Yes it has. I've been slack lately at most things because my brain has been going a hundred miles an hour with work. There has been writing, there has been the scribbling of notes, there has been the divine lure of whiteboard pens moving impatiently over whiteboard, there has been An Idea! It has been, and still is, glorious. And all it really means is more work! Hurrah!

Also my diet has ... well, not floundered, but been in a kind of stalemate. My "maintenance" period has gone on for nearly two months instead of the usual one and while I'm only a couple of pounds more than I was on my birthday (when the great Grind-To-A-Halt began) I know that I put on half a stone on top of that, but I also lost it again. Pretty quick too, but if I hadn't wallowed in the excuse of "maintenance" where might I be now? I've been using that one to kick myself with for a week or two - "I would have been so much thinner/fitter/healthier/sparklyandnew, if only, if only" and so on. I'm seeing some folks I haven't seen for a while soon and I've been angry at myself for not being better for them to set eyes upon. For having lost focus and, therefore, having lost some of my worth. And then it happened - something else that has been a long time coming - my realisation that I'm not doing any of this for anyone but me. That's the only person I should be doing and can do it for. That, no matter what I do, whether I continue or stay right here, it doesn't matter what anyone else thinks, whether they think I'm fat or thin, bonkers or smart, whatever I do, I do it because it's been making me feel better, it has been improving my life.

I've talked about this kind of thing, this freeing yourself from the shackles of your past, of your present, of your possible futures, of yourself, the dead choking weight of the expectations of others (or your perceived version of them) but I'm not sure I've ever truly realised it for myself. I knew how I should be thinking, but I never felt it deep down inside. Not really. The past few days, the tiny cry of "hot dang! I'm an idiot, what are THEY going to think?" in my head has been getting louder. And then, all of a sudden, it stopped. Just like that - and *poof* so did a fair portion of the anxiety I've carried for years. Maybe it's the benefit of getting older. The realization that time is a-wasting and that means my time, no one else's - so why am I wasting it worrying about Them? The only thing I really have is my life and that fucker's on a countdown to oblivion as it is. Being wrapped up in what people might think of me, in the shadows that I fear, in the million different ass-kicking minutiae that I've let dog me for so long, is fat hairy balls.

Big fat hairy balls.

Pfft. Let them think what they want. Bite me. It's time for this show to get back on the road, but only because I say so. If I fancy a large slice of chocolate cake (vegan, natch) and not running for a week, then that is up to me. As long as it makes me happy. And not that superficial face-tiring grin-toothed happy; I mean the sort of happy that lives deep down inside you, in the place that fuels you.

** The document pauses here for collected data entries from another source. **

//! Installation executor.
//!
//! Walks a resolved strategy list in order. Each attempt either runs to
//! completion and is confirmed by a rescan, or fails and hands over to the
//! next strategy. The first confirmed strategy ends the walk.

use crate::environment::{ElevationHelper, HostProfile, Privilege};
use crate::error::SetupError;
use crate::requirements::checker::Scanner;
use crate::requirements::overlay::EnvironmentOverlay;
use crate::requirements::registry::DependencySpec;
use crate::requirements::status::{AttemptFailed, Confirmed, Outcome, OutcomeStatus};
use crate::requirements::strategy::{Strategy, StrategyAction};
use crate::shell::CommandRunner;
use crate::ui::UserInterface;

/// Runs strategies against a host.
pub struct Executor<'a> {
    runner: &'a dyn CommandRunner,
    host: &'a HostProfile,
}

impl<'a> Executor<'a> {
    pub fn new(runner: &'a dyn CommandRunner, host: &'a HostProfile) -> Self {
        Self { runner, host }
    }

    /// Try one strategy.
    ///
    /// Blocks until the command exits. On exit 0 the strategy's path
    /// additions are applied to `overlay` before the rescan, so the new
    /// tool is visible to the confirmation and to every later step.
    pub fn attempt(
        &self,
        spec: &DependencySpec,
        strategy: &Strategy,
        overlay: &mut EnvironmentOverlay,
        ui: &mut dyn UserInterface,
    ) -> Result<Confirmed, AttemptFailed> {
        let label = strategy.label.clone();

        let mut invocation = match &strategy.action {
            StrategyAction::Advice { instructions, url } => {
                ui.message(&format!("  {}: {}", spec.name, instructions));
                if let Some(url) = url {
                    ui.message(&format!("  See {}", url));
                }
                return Err(AttemptFailed::Advisory { strategy: label });
            }
            _ => match strategy.invocation() {
                Some(inv) => inv,
                None => return Err(AttemptFailed::Advisory { strategy: label }),
            },
        };

        if strategy.requires_privilege {
            match self.host.privilege {
                Privilege::Root => {}
                Privilege::ElevatedAvailable => {
                    let helper = self.host.elevation.unwrap_or(ElevationHelper::Sudo);
                    invocation = invocation.elevated(helper.program());
                }
                Privilege::Unprivileged => {
                    tracing::warn!(
                        "{}",
                        SetupError::PrivilegeInsufficient {
                            strategy: label.clone()
                        }
                    );
                    return Err(AttemptFailed::PrivilegeInsufficient { strategy: label });
                }
            }
        }

        ui.message(&format!("  Running: {}", invocation));
        tracing::debug!("{}: attempting {}", spec.name, strategy);

        let result = match self.runner.run(&invocation, overlay) {
            Ok(result) => result,
            Err(e) => {
                tracing::debug!("{}: {}", invocation, e);
                return Err(AttemptFailed::ExternalToolFailure {
                    strategy: label,
                    command: invocation.to_string(),
                    code: None,
                });
            }
        };
        if !result.success {
            return Err(AttemptFailed::ExternalToolFailure {
                strategy: label,
                command: invocation.to_string(),
                code: result.exit_code,
            });
        }

        for dir in &strategy.path_additions {
            overlay.prepend_home_relative(dir);
        }

        match Scanner::new(self.runner).scan(spec, overlay) {
            Some(found) => Ok(Confirmed {
                strategy: label,
                found,
            }),
            None => Err(AttemptFailed::NotConfirmed { strategy: label }),
        }
    }

    /// Try strategies in order until one is confirmed.
    ///
    /// Never returns `AlreadySatisfied`: callers check that before
    /// resolving strategies at all.
    pub fn execute(
        &self,
        spec: &DependencySpec,
        strategies: &[Strategy],
        overlay: &mut EnvironmentOverlay,
        ui: &mut dyn UserInterface,
    ) -> Outcome {
        let mut failures: Vec<AttemptFailed> = Vec::new();

        for strategy in strategies {
            match self.attempt(spec, strategy, overlay, ui) {
                Ok(confirmed) => {
                    return Outcome::new(
                        &spec.name,
                        spec.required,
                        OutcomeStatus::Installed,
                        format!("installed via {} ({})", confirmed.strategy, confirmed.found),
                    )
                    .with_version(confirmed.found.version);
                }
                Err(failure) => {
                    if !matches!(failure, AttemptFailed::Advisory { .. }) {
                        ui.warning(&format!("  {}", failure));
                    }
                    failures.push(failure);
                }
            }
        }

        let attempts = failures
            .iter()
            .map(|f| f.to_string())
            .collect::<Vec<_>>()
            .join("; ");
        let exhausted = SetupError::StrategyExhausted {
            dependency: spec.name.clone(),
            attempts,
        };
        tracing::debug!("{}", exhausted);

        let status = if spec.required {
            OutcomeStatus::Failed
        } else {
            OutcomeStatus::SkippedOptional
        };
        Outcome::new(&spec.name, spec.required, status, exhausted.to_string())
    }
}

#[cfg(test)]
mod tests {
    use super::*;
    use crate::environment::{LinuxPackageManager, OsFamily, PackageManager};
    use crate::requirements::registry::DependencyRegistry;
    use crate::requirements::resolver::resolve;
    use crate::requirements::strategy::StrategyKind;
    use crate::shell::{Invocation, MockRunner};
    use crate::ui::MockUI;

    fn spec(name: &str) -> DependencySpec {
        DependencyRegistry::new().get(name).unwrap().clone()
    }

    fn apt_mpv() -> Strategy {
        Strategy::command(
            StrategyKind::PrimaryPkgMgr,
            "apt",
            Invocation::new("apt-get", ["install", "-y", "mpv"]),
            true,
        )
    }

    #[test]
    fn unprivileged_host_skips_privileged_strategy_without_spawning() {
        let runner = MockRunner::new().on_run_installing("apt-get install", "mpv", "mpv 0.38.0");
        let host = HostProfile::new(OsFamily::Linux, Privilege::Unprivileged);
        let executor = Executor::new(&runner, &host);
        let mut ui = MockUI::new();
        let mut overlay = EnvironmentOverlay::default();

        let result = executor.attempt(&spec("mpv"), &apt_mpv(), &mut overlay, &mut ui);
        assert!(matches!(result, Err(AttemptFailed::PrivilegeInsufficient { .. })));
        assert!(runner.runs().is_empty());
    }

    #[test]
    fn elevated_host_prefixes_helper() {
        let runner = MockRunner::new().on_run_installing("sudo apt-get install", "mpv", "mpv 0.38.0");
        let host = HostProfile::new(OsFamily::Linux, Privilege::ElevatedAvailable);
        let executor = Executor::new(&runner, &host);
        let mut ui = MockUI::new();
        let mut overlay = EnvironmentOverlay::default();

        let confirmed = executor
            .attempt(&spec("mpv"), &apt_mpv(), &mut overlay, &mut ui)
            .unwrap();
        assert_eq!(confirmed.strategy, "apt");
        assert_eq!(runner.runs()[0].program, "sudo");
    }

    #[test]
    fn doas_is_used_when_detected() {
        let runner = MockRunner::new().on_run_installing("doas apt-get", "mpv", "mpv 0.38.0");
        let mut host = HostProfile::new(OsFamily::Linux, Privilege::ElevatedAvailable);
        host.elevation = Some(ElevationHelper::Doas);
        let executor = Executor::new(&runner, &host);
        let mut ui = MockUI::new();

        assert!(executor
            .attempt(&spec("mpv"), &apt_mpv(), &mut EnvironmentOverlay::default(), &mut ui)
            .is_ok());
        assert!(runner.has_run("doas apt-get install -y mpv"));
    }

    #[test]
    fn root_runs_directly() {
        let runner = MockRunner::new().on_run_installing("apt-get install", "mpv", "mpv 0.38.0");
        let host = HostProfile::new(OsFamily::Linux, Privilege::Root);
        let executor = Executor::new(&runner, &host);
        let mut ui = MockUI::new();

        executor
            .attempt(&spec("mpv"), &apt_mpv(), &mut EnvironmentOverlay::default(), &mut ui)
            .unwrap();
        assert_eq!(runner.runs()[0].program, "apt-get");
    }

    #[test]
    fn nonzero_exit_is_tool_failure() {
        let runner = MockRunner::new().on_run("apt-get", 100);
        let host = HostProfile::new(OsFamily::Linux, Privilege::Root);
        let executor = Executor::new(&runner, &host);
        let mut ui = MockUI::new();

        let result = executor.attempt(&spec("mpv"), &apt_mpv(), &mut EnvironmentOverlay::default(), &mut ui);
        assert!(matches!(
            result,
            Err(AttemptFailed::ExternalToolFailure { code: Some(100), .. })
        ));
    }

    #[test]
    fn exit_zero_without_tool_is_not_confirmed() {
        let runner = MockRunner::new().on_run("apt-get", 0);
        let host = HostProfile::new(OsFamily::Linux, Privilege::Root);
        let executor = Executor::new(&runner, &host);
        let mut ui = MockUI::new();

        let result = executor.attempt(&spec("mpv"), &apt_mpv(), &mut EnvironmentOverlay::default(), &mut ui);
        assert!(matches!(result, Err(AttemptFailed::NotConfirmed { .. })));
    }

    #[test]
    fn advice_prints_and_never_spawns() {
        let runner = MockRunner::new();
        let host = HostProfile::new(OsFamily::Linux, Privilege::Root);
        let executor = Executor::new(&runner, &host);
        let mut ui = MockUI::new();
        let advice = Strategy::advice("Install mpv by hand", Some("https://mpv.io".to_string()));

        let result = executor.attempt(&spec("mpv"), &advice, &mut EnvironmentOverlay::default(), &mut ui);
        assert!(matches!(result, Err(AttemptFailed::Advisory { .. })));
        assert!(ui.has_message("Install mpv by hand"));
        assert!(runner.runs().is_empty());
    }

    #[test]
    fn path_additions_reach_the_overlay() {
        let runner = MockRunner::new().on_run_installing("install.sh", "deno", "deno 2.1.4");
        let host = HostProfile::new(OsFamily::Linux, Privilege::Unprivileged);
        let executor = Executor::new(&runner, &host);
        let mut ui = MockUI::new();
        let mut overlay = EnvironmentOverlay::new(vec![], Some("/home/user".into()));

        let strategies = resolve(&spec("deno"), &host);
        let confirmed = executor
            .attempt(&spec("deno"), &strategies[0], &mut overlay, &mut ui)
            .unwrap();
        assert_eq!(confirmed.found.program, "deno");
        assert_eq!(
            overlay.additions(),
            &[std::path::PathBuf::from("/home/user/.deno/bin")]
        );
    }

    #[test]
    fn execute_stops_at_first_confirmed() {
        let runner = MockRunner::new()
            .on_run("choco install", 1)
            .on_run_installing("scoop install deno", "deno", "deno 2.1.4")
            .on_run_installing("install.ps1", "deno", "deno 2.1.4");
        let host = HostProfile::new(OsFamily::Windows, Privilege::Root)
            .with_package_manager(PackageManager::Chocolatey)
            .with_package_manager(PackageManager::Scoop);
        let executor = Executor::new(&runner, &host);
        let mut ui = MockUI::new();

        let strategies = resolve(&spec("deno"), &host);
        let outcome = executor.execute(&spec("deno"), &strategies, &mut EnvironmentOverlay::default(), &mut ui);

        assert_eq!(outcome.status, OutcomeStatus::Installed);
        assert!(outcome.detail.contains("scoop"));
        assert_eq!(runner.runs().len(), 2);
        assert!(!runner.has_run("install.ps1"));
    }

    #[test]
    fn exhausted_required_dependency_fails() {
        let runner = MockRunner::new();
        let host = HostProfile::new(OsFamily::Linux, Privilege::Unprivileged)
            .with_linux_pkg_manager(LinuxPackageManager::Apt);
        let executor = Executor::new(&runner, &host);
        let mut ui = MockUI::new();

        let strategies = resolve(&spec("mpv"), &host);
        let outcome = executor.execute(&spec("mpv"), &strategies, &mut EnvironmentOverlay::default(), &mut ui);

        assert_eq!(outcome.status, OutcomeStatus::Failed);
        assert!(outcome.is_fatal());
        assert!(outcome.detail.contains("needs root"));
        assert!(runner.runs().is_empty());
    }

    #[test]
    fn exhausted_optional_dependency_is_skipped() {
        let runner = MockRunner::new().on_run("install.sh", 22);
        let host = HostProfile::new(OsFamily::Linux, Privilege::Unprivileged);
        let executor = Executor::new(&runner, &host);
        let mut ui = MockUI::new();

        let strategies = resolve(&spec("deno"), &host);
        let outcome = executor.execute(&spec("deno"), &strategies, &mut EnvironmentOverlay::default(), &mut ui);

        assert_eq!(outcome.status, OutcomeStatus::SkippedOptional);
        assert!(!outcome.is_fatal());
        assert!(ui.has_warning("status 22"));
    }
}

For most of my life, I've been living under the fog of believing that I'm a fraud, an impostor, a shrill wannabe who is just trying to grab the headlines (figuratively speaking) What bollocks. The sort of thinking that has allowed someone else's childish jealousy stop me living the life I deserve. How can I be a fraud? I'm ME. What else could, should, would I be? It's all I've ever been and all I ever will be. I'm not concerned with tearing down other people and never have been - although I do have a capacity for being a bitch that makes old Peter Parker's spidey-sense look like a spoonful of mashed potato. I simply want to live and have fun doing it if I can. That's all I've ever wanted, but I've let my own insecurity (not to mention stupidity) and other people box me into a kind of atrophy.  And the kicker is, they didn't even have to try very bloody hard!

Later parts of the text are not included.